Twenty minutes! Danny grabbed a bag and started to stuff clothes into it. He half smiled before taking a battered-looking overcoat from the back of the door. It smelled musty and looked old-fashioned, but it had many hidden secrets.
Ten minutes later Danny was in the foyer. He peered into the living room. The woman who had been masquerading as his mother had fallen asleep on the chair beside the fire. He tiptoed down the hall to the downstairs bedroom. The man who had said he was Danny’s father was also asleep, his face gray. He looked terribly unwell, and Danny had to resist the temptation to go over to him, perhaps whisper something in his ear. But it was better this way. Better that Danny leave without saying goodbye.
He opened the front door and closed it gently behind him. He walked down the long avenue bordered by bare lime trees. The night was still starlit, but there was a faint gleam of dawn to the east. His feet crunched in the snow and the cold nipped at his ears and nose, but the battered old coat kept him warm.

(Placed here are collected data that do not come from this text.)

use passage_core::Document;
use passage_text::{paragraphs, segment, segment_many};

fn corpus() -> Vec<Document> {
	let long = "lorem ipsum dolor sit amet ".repeat(8);
	vec![
		Document::new("req", "The system shall log in users.\n\nPasswords are hashed.\n\nSessions expire after 30 minutes of inactivity.\n\nAdmins can revoke sessions."),
		Document::new("arch", format!("Intro.\n\n{long}\n\nShort tail.\n\n\n\nAfter a wide gap.")),
		Document::new("tiny", "one"),
		Document::new("blank", "   \n\n \n\n"),
		Document::new("schema", (0..20).map(|i| format!("Table t{i} has columns id, name_{i}.")).collect::<Vec<_>>().join("\n\n")),
	]
}

const BUDGETS: [(usize, usize); 5] = [(30, 10), (60, 0), (80, 40), (120, 200), (10, 5)];

/// Paragraphs of chunk `i + 1` that repeat the tail of chunk `i`.
fn shared_prefix(prev: &[&str], next: &[&str]) -> usize {
	(0..=prev.len().min(next.len())).rev().find(|&n| prev[prev.len() - n..] == next[..n]).unwrap_or(0)
}

#[test]
fn coverage_reproduces_paragraphs_in_order() {
	for (max, overlap) in BUDGETS {
		for doc in corpus() {
			let chunks = segment(&doc, max, overlap);
			let mut rebuilt: Vec<&str> = Vec::new();
			let mut prev: Vec<&str> = Vec::new();
			for c in &chunks {
				let paras: Vec<&str> = paragraphs(&c.text).collect();
				let skip = shared_prefix(&prev, &paras);
				rebuilt.extend(&paras[skip..]);
				prev = paras;
			}
			let original: Vec<&str> = paragraphs(&doc.text).collect();
			assert_eq!(rebuilt, original, "doc={} max={max} overlap={overlap}", doc.id);
		}
	}
}

#[test]
fn chunks_respect_the_size_bound() {
	for (max, overlap) in BUDGETS {
		for c in segment_many(&corpus(), max, overlap) {
			let n = c.text.chars().count();
			let single = paragraphs(&c.text).count() == 1;
			assert!(n <= max || single, "{} has {n} chars > {max}", c.id);
		}
	}
}

#[test]
fn overlap_stays_within_budget() {
	for (max, overlap) in BUDGETS {
		for doc in corpus() {
			let chunks = segment(&doc, max, overlap);
			for pair in chunks.windows(2) {
				let prev: Vec<&str> = paragraphs(&pair[0].text).collect();
				let next: Vec<&str> = paragraphs(&pair[1].text).collect();
				let shared = shared_prefix(&prev, &next);
				assert!(shared < next.len(), "a chunk never consists of overlap alone");
				let carried = next[..shared].join("\n\n").chars().count();
				assert!(carried <= overlap, "{} carries {carried} > {overlap}", pair[1].id);
			}
		}
	}
}

#[test]
fn chunk_indices_increase_from_zero() {
	for doc in corpus() {
		let chunks = segment(&doc, 40, 15);
		for (i, c) in chunks.iter().enumerate() {
			assert_eq!(c.index(), Some(i));
			assert_eq!(c.id, format!("{}::chunk{i}", doc.id));
			assert_eq!(c.document_id(), doc.id);
		}
	}
}

#[test]
fn segmentation_is_deterministic() {
	let docs = corpus();
	assert_eq!(segment_many(&docs, 50, 20), segment_many(&docs, 50, 20));
}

He heard a rattling engine in the distance. It grew closer and closer. Danny put down his bag and leaned against one of the lime trees. A cab drew up and the driver leaned out. He had deep-set eyes and big yellow teeth. “Get in,” he growled. Danny climbed into the back. As the cab jolted forward, he leaned his head against the
headrest. He was on his way back to Wilsons, the only place he now belonged.
M
aster Devoy stood at the window of his office in Wilsons Academy of the Devious Arts, looking out at the wind-tossed trees of the forest that fringed the huge rambling building. He was a tall thin man with a smooth unlined faced. Seated in the room behind him was Marcus Brunholm, a swarthy figure with a large mustache and darting brown eyes.
“You agreed, my dear Devoy,” Brunholm said, “that the best course of action would be to bring Danny back to Wilsons immediately. His location in the Upper World is no longer safe.”
“Yes, of course I agree,” Devoy said. “So why send him back into danger?”
“Because we have no choice! Who else can we send?”
“If he is caught it will be seen as breaking the treaty. It will bring war. Our job is to guard the Upper World, not unleash mayhem on it.”
“And what if the Ring of Five find the Treaty Stone first, Devoy? If they find it and break it, then there is no treaty. As you know, the treaty between the Upper and Lower Worlds is inscribed on the Stone and is dependent on it. There are other risks. I only hope the boy can be relied upon. He is a true spy. He has the smell of treachery on him.”
“I won’t allow it,” Devoy said.
“You will allow it,” Brunholm said, getting up and
approaching Devoy, looking into his face, so close that his luxuriant mustache almost brushed Devoy’s skin. “You will allow it, because you have no choice.”
“What about his parents?”
“Parents?” Brunholm shrugged. “You mean the paid agents hired to guard him? They know nothing of his relationship with Wilsons. I made sure of that. They are expendable. Let Conal and the Ring have them. The Ring can torture them until their eyeballs pop out of their skulls, they’ll learn nothing.”